Settler leader recalls Sharon as Sabastia ally, Gaza foe

Benny Katzover who heads the Samaria Citizen’s Committee, has no plans to participate in the public ceremony in Jerusalem.

Disengagement orange jewish star 370 (photo credit: Goran Tomasevic / Reuters)
Disengagement orange jewish star 370
(photo credit: Goran Tomasevic / Reuters)
In 1974 Benny Katzover stood with Ariel Sharon and other Gush Emunim activists against the IDF at the ruins of the Sabastia railway station, in an attempt to build the Elon Moreh settlement there.
But on Monday, Katzover, who heads the Samaria Citizen’s Committee, has no plans to participate in the public ceremony in Jerusalem or the funeral at Sycamore Ranch in the Negev.
“My emotions are very mixed,” he told The Jerusalem Post on Sunday. He had heard of Sharon’s death from his wife when he returned from synagogue on Saturday night to their Elon Moreh home.
“I was sad,” he said. His death, said Katzover is “very painful. But I can not help but see the great harm he did to the Jewish nation and to himself.”
He recalled how he and other pioneers of the settlement movement sought Sharon’s support already in 1973 – when Sharon was still head of the Southern Command – to build settlements in the Samaria region of the country.
“We had created a nucleus to build Elon Moreh near Nablus. We wanted his support,” said Katzover. He and the other settlers spoke with Sharon of the region’s geographical significance and the biblical roots that dated back to Abraham and Isaac.
“Nothing is more important than settling Samaria,” Sharon told them, according to Katzover.
In 1974, Sharon took Katzover and others settlers in his car to find a suitable location for Elon Moreh.
“He brought us to Sabastia. We were there at his suggestion,” Katzover said as he spoke of a battle that is often described as a critical one in the birth of the settlement movement. Sharon helped lead a delegation of parliamentarians there, recalled Katzover.
Throughout Sharon’s various ministries – Agriculture, Construction and Housing, and Infrastructure – he threw his weight behind the settlement movement, said Katzover. But in spite of his vast contribution to settlement, he added, he never felt that he could trust Sharon fully as a member of the Right.

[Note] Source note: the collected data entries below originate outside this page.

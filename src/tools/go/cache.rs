//! Query result cache
//!
//! Successful results are stored under the exact `(working directory, argument list)`
//! pair that produced them and served again while younger than the freshness window.

use crate::cache::Cache;
use crate::error::Result;
use chrono::{DateTime, Utc};
use serde::{Deserialize, Serialize};
use std::sync::Arc;
use std::time::Duration;

/// Invocation signature of a query
///
/// Equality is structural: flag order and path spelling are not normalized.
#[derive(Debug, Clone, PartialEq, Eq, Hash, Serialize, Deserialize)]
pub struct InvocationKey {
    /// Directory the command runs in
    pub working_dir: String,
    /// Arguments after the subcommand, in order
    pub args: Vec<String>,
}

impl InvocationKey {
    /// Create a new invocation key
    pub fn new(working_dir: impl Into<String>, args: Vec<String>) -> Self {
        Self {
            working_dir: working_dir.into(),
            args,
        }
    }

    /// Storage key; JSON encoding keeps `["a b"]` and `["a", "b"]` apart
    fn cache_key(&self) -> Result<String> {
        Ok(format!("invocation:{}", serde_json::to_string(self)?))
    }
}

/// A cached query result
#[derive(Debug, Clone, PartialEq, Eq, Serialize, Deserialize)]
pub struct CacheEntry {
    /// Command output
    pub content: String,
    /// Creation time
    pub created_at: DateTime<Utc>,
    /// Length of `content` in bytes
    pub size_bytes: usize,
}

impl CacheEntry {
    /// Create an entry stamped with the current time
    #[must_use]
    pub fn new(content: String) -> Self {
        Self {
            size_bytes: content.len(),
            created_at: Utc::now(),
            content,
        }
    }

    /// Time elapsed since creation
    #[must_use]
    pub fn age(&self) -> Duration {
        Utc::now()
            .signed_duration_since(self.created_at)
            .to_std()
            .unwrap_or_default()
    }

    /// Whether the entry is younger than `window`
    #[must_use]
    pub fn is_fresh(&self, window: Duration) -> bool {
        self.age() < window
    }
}

/// Query result cache
#[derive(Clone)]
pub struct QueryCache {
    cache: Arc<dyn Cache>,
    freshness: Duration,
}

impl QueryCache {
    /// Create a query cache over `cache` with the given freshness window
    pub fn new(cache: Arc<dyn Cache>, freshness: Duration) -> Self {
        Self { cache, freshness }
    }

    /// Look up a fresh entry for `key`
    pub async fn lookup(&self, key: &InvocationKey) -> Option<CacheEntry> {
        let storage_key = match key.cache_key() {
            Ok(storage_key) => storage_key,
            Err(e) => {
                tracing::warn!("failed to encode cache key: {e}");
                return None;
            }
        };

        let raw = self.cache.get(&storage_key).await?;
        let entry: CacheEntry = match serde_json::from_str(&raw) {
            Ok(entry) => entry,
            Err(e) => {
                tracing::warn!("discarding unreadable cache entry: {e}");
                return None;
            }
        };

        entry.is_fresh(self.freshness).then_some(entry)
    }

    /// Store `content` under `key`, replacing any previous entry
    ///
    /// # Errors
    ///
    /// Returns an error if the entry cannot be encoded
    pub async fn store(&self, key: &InvocationKey, content: String) -> Result<CacheEntry> {
        let entry = CacheEntry::new(content);
        let raw = serde_json::to_string(&entry)?;
        self.cache
            .set(key.cache_key()?, raw, Some(self.freshness))
            .await;
        tracing::trace!(entries = self.cache.entry_count(), "stored query result");
        Ok(entry)
    }
}

#[cfg(test)]
mod tests {
    use super::*;
    use crate::cache::memory::MemoryCache;

    fn query_cache(freshness: Duration) -> QueryCache {
        QueryCache::new(Arc::new(MemoryCache::new(100)), freshness)
    }

    #[tokio::test]
    async fn test_store_then_lookup() {
        let cache = query_cache(Duration::from_secs(300));
        let key = InvocationKey::new("/work", vec!["io".to_string()]);

        assert!(cache.lookup(&key).await.is_none());
        let stored = cache.store(&key, "package io".to_string()).await.unwrap();
        assert_eq!(stored.size_bytes, 10);

        let entry = cache.lookup(&key).await.unwrap();
        assert_eq!(entry.content, "package io");
        assert_eq!(entry, stored);
    }

    #[tokio::test]
    async fn test_keys_are_exact() {
        let cache = query_cache(Duration::from_secs(300));
        let key = InvocationKey::new("/work", vec!["-u".to_string(), "-src".to_string()]);
        cache.store(&key, "docs".to_string()).await.unwrap();

        let reordered = InvocationKey::new("/work", vec!["-src".to_string(), "-u".to_string()]);
        let other_dir = InvocationKey::new("/work/", vec!["-u".to_string(), "-src".to_string()]);
        let joined = InvocationKey::new("/work", vec!["-u -src".to_string()]);

        assert!(cache.lookup(&reordered).await.is_none());
        assert!(cache.lookup(&other_dir).await.is_none());
        assert!(cache.lookup(&joined).await.is_none());
    }

    #[tokio::test]
    async fn test_store_overwrites() {
        let cache = query_cache(Duration::from_secs(300));
        let key = InvocationKey::new("/work", vec!["fmt".to_string()]);
        cache.store(&key, "first".to_string()).await.unwrap();
        cache.store(&key, "second".to_string()).await.unwrap();
        assert_eq!(cache.lookup(&key).await.unwrap().content, "second");
    }

    #[tokio::test]
    async fn test_stale_entry_is_a_miss() {
        let cache = query_cache(Duration::from_millis(100));
        let key = InvocationKey::new("/work", vec!["io".to_string()]);
        cache.store(&key, "package io".to_string()).await.unwrap();

        tokio::time::sleep(Duration::from_millis(150)).await;
        assert!(cache.lookup(&key).await.is_none());
    }

    #[test]
    fn test_entry_freshness() {
        let mut entry = CacheEntry::new("x".to_string());
        assert!(entry.is_fresh(Duration::from_secs(300)));

        entry.created_at = Utc::now() - chrono::Duration::minutes(6);
        assert!(!entry.is_fresh(Duration::from_secs(300)));
        assert!(entry.age() >= Duration::from_secs(360));
    }
}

He recalled how in 1977 Sharon wanted to build a centrist party, Shlomzion, with left-wing politician Yossi Sarid. As defense minister in 1982, he oversaw the evacuation of Yamit, noted Katzover, “He had a deep connection to Jewish people and the land, but we knew he could go in any direction,” said Katzover. “He could act out of great friendship or great cruelty,” he said.
Already in 1999, as Sharon took over the Likud Party, he showed signs of distancing himself from Judea and Samaria, Katzover said.
“I was in Homeh in 1979 when he created it with his own hands and with his own hands he destroyed it [in 2005],” said Katzover of the isolated Samaria settlement.
“He has a remarkable history, but it is stained by the terrible undertaking of disengagement,” said Katzover, referring to the 2005 withdrawal from and destruction of 21 Gaza settlements and four others in Samaria.